Without knowing what they were biopsying, it's hard to speculate about the length of the procedure, etc. 23 biopsies sounds like a lot, but you may have dense breasts making it difficult for the radiologist to see everything, thus the need for more samples 'just in case' he misses something. Total speculation on my part. When I had my first biopsy, they took about ten samples for 1 cyst (all benign). Did the radiologist explain anything that he was doing? I don't think the number of biopsies is indicative of a higher chance of cancer. Like all of us, you'll need to wait for the results to know for certain what you're dealing with. My thoughts are with you!
I remembered that you were having your diagnostic mammogram today. I am praying that all goes well for you.
I just posted on a thread near the top. Thanks so much for your prayers.
Thank you for asking about my appointment. I met with an oncologist last week for a second opinion on treatment options. My DCIS was so small that it was not tested for hormone receptance. It was too small to warrant radiation. My one option is to take tamoxfen for five years, but he did not feel that it is necessary. The degree to which it would change any future chance of getting a malignancy is almost negligible and does not out weigh the side effects of taking the drug. Of course, I will be monitored very closely. I feel very lucky that my particular situation offered me this choice.
I know that you have made a very personal choice to wait three months and then be rechecked. I understand your decision and I keep you in my prayers. When exactly is your next check-up?
I'm glad to hear the oncologist is comfortable with close monitoring. That does sound like a good choice in your case. I just made my appointment for a diagnostic mammogram on October 16.
I moved to another thread to hopefully move this conversation to a more positive note. How did your appointment turn out last week? Any better options? Some of us believe, like you, that what you chose needs to be what you are comfortable with.
Would a jog bra hold your make-do prosthesis in place in the meantime? I remember using toilet paper to act as a buffer between my itchy bra closure and skin. The toilet paper made its way to the bottom of my skirt and clung there as I directed a 6th grade music dress rehearsal. After that laugh I sewed a piece of soft cloth onto my bra strap.
Goood to see your biopsy went well. I don't really think it is
crazy to see the surgeon first. They like to tell you why the test is needed and go over any mamos or ultrasounds that may have been done. Also they want you to know what the biopsy will be like. Keep up posted.
azile please keep us posted when you get your test. Also I hope you don't mind us using your thread we bounce around and do this sometime so we can save the top two for new or more important posters. We only get 2 post a day on here.
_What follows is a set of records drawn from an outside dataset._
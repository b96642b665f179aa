use crate::error::ConfigError;
use serde::{Deserialize, Serialize};
use std::collections::HashMap;

/// Retrieval strategy used by the Retrieval stage.
#[derive(Debug, Clone, Copy, PartialEq, Eq, Serialize, Deserialize)]
#[serde(rename_all = "snake_case")]
pub enum RetrievalKind {
    /// Dense vector similarity search only.
    Vector,
    /// Sparse keyword search only.
    Keyword,
    /// Weighted combination of vector and keyword search.
    Hybrid,
}

/// Process-wide immutable settings, populated once from the environment
/// at start-up.
///
/// `Settings` is never mutated after construction. Per-pipeline overrides
/// are layered on top of it at lookup time by [`crate::resolve`], not by
/// mutating this struct.
#[derive(Debug, Clone, Serialize, Deserialize)]
pub struct Settings {
    /// Signing secret for bearer tokens issued to API clients.
    pub jwt_secret: String,
    /// Vector store host.
    pub vector_store_host: String,
    /// Vector store port.
    pub vector_store_port: u16,
    /// Embedding model identifier used when no pipeline override is set.
    pub embedding_model_id: String,
    /// Provider credentials keyed by provider name (`"openai"`, `"anthropic"`, ...).
    pub provider_credentials: HashMap<String, String>,

    /// Default chunking strategy name.
    pub chunking_strategy: String,
    /// Minimum chunk size, in characters.
    pub min_chunk_size: usize,
    /// Maximum chunk size, in characters.
    pub max_chunk_size: usize,
    /// Overlap between adjacent chunks, in characters.
    pub chunk_overlap: usize,

    /// Default retrieval strategy.
    pub retrieval_type: RetrievalKind,
    /// Default number of results to retrieve.
    pub number_of_results: usize,
    /// Weight given to the vector score in hybrid retrieval.
    pub vector_weight: f64,
    /// Weight given to the keyword score in hybrid retrieval.
    pub keyword_weight: f64,

    /// Whether reranking is enabled by default.
    pub enable_reranking: bool,
    /// Default reranker implementation name.
    pub reranker_type: String,
    /// Default number of hits kept after reranking.
    pub reranker_top_k: usize,

    /// Maximum chain-of-thought decomposition depth.
    pub cot_max_reasoning_depth: u32,
    /// Default chain-of-thought reasoning strategy name.
    pub cot_reasoning_strategy: String,
    /// Multiplier applied to `max_new_tokens` for the CoT branch's token budget.
    pub cot_token_budget_multiplier: f64,
    /// Fraction of the context window at which summarization kicks in.
    pub context_window_threshold: f64,
}

impl Settings {
    /// Load settings from the process environment.
    ///
    /// `jwt_secret`, `vector_store_host`, `vector_store_port`, and
    /// `embedding_model_id` are required; their absence is a startup
    /// error. At least one provider credential must be configured.
    /// Every other field falls back to the tunable default named in
    /// the environment variable table.
    pub fn from_env() -> Result<Self, ConfigError> {
        let jwt_secret = required_var("QUARRY_JWT_SECRET")?;
        let vector_store_host = required_var("QUARRY_VECTOR_STORE_HOST")?;
        let vector_store_port = required_var("QUARRY_VECTOR_STORE_PORT")?
            .parse()
            .map_err(|e| ConfigError::Invalid {
                field: "QUARRY_VECTOR_STORE_PORT".into(),
                reason: format!("{e}"),
            })?;
        let embedding_model_id = required_var("QUARRY_EMBEDDING_MODEL_ID")?;

        let provider_credentials = collect_provider_credentials();
        if provider_credentials.is_empty() {
            return Err(ConfigError::MissingEnvVar(
                "at least one QUARRY_PROVIDER_<NAME>_API_KEY".into(),
            ));
        }

        let retrieval_type = match std::env::var("QUARRY_RETRIEVAL_TYPE").ok().as_deref() {
            None => RetrievalKind::Vector,
            Some("vector") => RetrievalKind::Vector,
            Some("keyword") => RetrievalKind::Keyword,
            Some("hybrid") => RetrievalKind::Hybrid,
            Some(other) => {
                return Err(ConfigError::Invalid {
                    field: "QUARRY_RETRIEVAL_TYPE".into(),
                    reason: format!("unknown retrieval type: {other}"),
                });
            }
        };

        Ok(Self {
            jwt_secret,
            vector_store_host,
            vector_store_port,
            embedding_model_id,
            provider_credentials,

            chunking_strategy: env_or("QUARRY_CHUNKING_STRATEGY", "fixed_size"),
            min_chunk_size: parse_env_or("QUARRY_MIN_CHUNK_SIZE", 256)?,
            max_chunk_size: parse_env_or("QUARRY_MAX_CHUNK_SIZE", 1024)?,
            chunk_overlap: parse_env_or("QUARRY_CHUNK_OVERLAP", 64)?,

            retrieval_type,
            number_of_results: parse_env_or("QUARRY_NUMBER_OF_RESULTS", 5)?,
            vector_weight: parse_env_or("QUARRY_VECTOR_WEIGHT", 0.5)?,
            keyword_weight: parse_env_or("QUARRY_KEYWORD_WEIGHT", 0.5)?,

            enable_reranking: parse_env_or("QUARRY_ENABLE_RERANKING", false)?,
            reranker_type: env_or("QUARRY_RERANKER_TYPE", "noop"),
            reranker_top_k: parse_env_or("QUARRY_RERANKER_TOP_K", 5)?,

            cot_max_reasoning_depth: parse_env_or("QUARRY_COT_MAX_REASONING_DEPTH", 3)?,
            cot_reasoning_strategy: env_or("QUARRY_COT_REASONING_STRATEGY", "decomposition"),
            cot_token_budget_multiplier: parse_env_or("QUARRY_COT_TOKEN_BUDGET_MULTIPLIER", 1.5)?,
            context_window_threshold: parse_env_or("QUARRY_CONTEXT_WINDOW_THRESHOLD", 0.8)?,
        })
    }
}

fn required_var(name: &str) -> Result<String, ConfigError> {
    std::env::var(name).map_err(|_| ConfigError::MissingEnvVar(name.into()))
}

fn env_or(name: &str, default: &str) -> String {
    std::env::var(name).unwrap_or_else(|_| default.to_string())
}

fn parse_env_or<T>(name: &str, default: T) -> Result<T, ConfigError>
where
    T: std::str::FromStr,
    T::Err: std::fmt::Display,
{
    match std::env::var(name) {
        Err(_) => Ok(default),
        Ok(raw) => raw.parse().map_err(|e| ConfigError::Invalid {
            field: name.into(),
            reason: format!("{e}"),
        }),
    }
}

/// Collects `QUARRY_PROVIDER_<NAME>_API_KEY` environment variables into a
/// provider-name -> credential map.
fn collect_provider_credentials() -> HashMap<String, String> {
    const PREFIX: &str = "QUARRY_PROVIDER_";
    const SUFFIX: &str = "_API_KEY";
    std::env::vars()
        .filter_map(|(key, value)| {
            let name = key.strip_prefix(PREFIX)?.strip_suffix(SUFFIX)?;
            Some((name.to_lowercase(), value))
        })
        .collect()
}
jc76001 I know what you are saying. I told the office that did my biopsy to call me at 4:30 on the day I was to get my results because I did not want to be alone when I got that call. I pretty much just knew mine would be cancer. So my husband came home from work early to be with me. It still seems like a terrible nightmare and I wish I could just wake up. It probaly sounds stupid but sometimes when I go to the bathroom I pull my shirt up and look in the mirror just to make sure it was not a dream. God bless anyone who has to go through this alone without having someone to hold them up.
Anyone know where to get a prothesis? I guess I'll call the American Cancer Society and see if they can tell me where to start. I went to eat lunch with my daughter the other day and I put one of those thawed out ice packs in my bra and before I left home I bent over to do something and it fell out. Thank God it do not fall out at her school. Those kindergarteners would not have known what to think. The other day it was roll up socks. Last night it was a folded up ace bandage. Sorta funny, sorta not.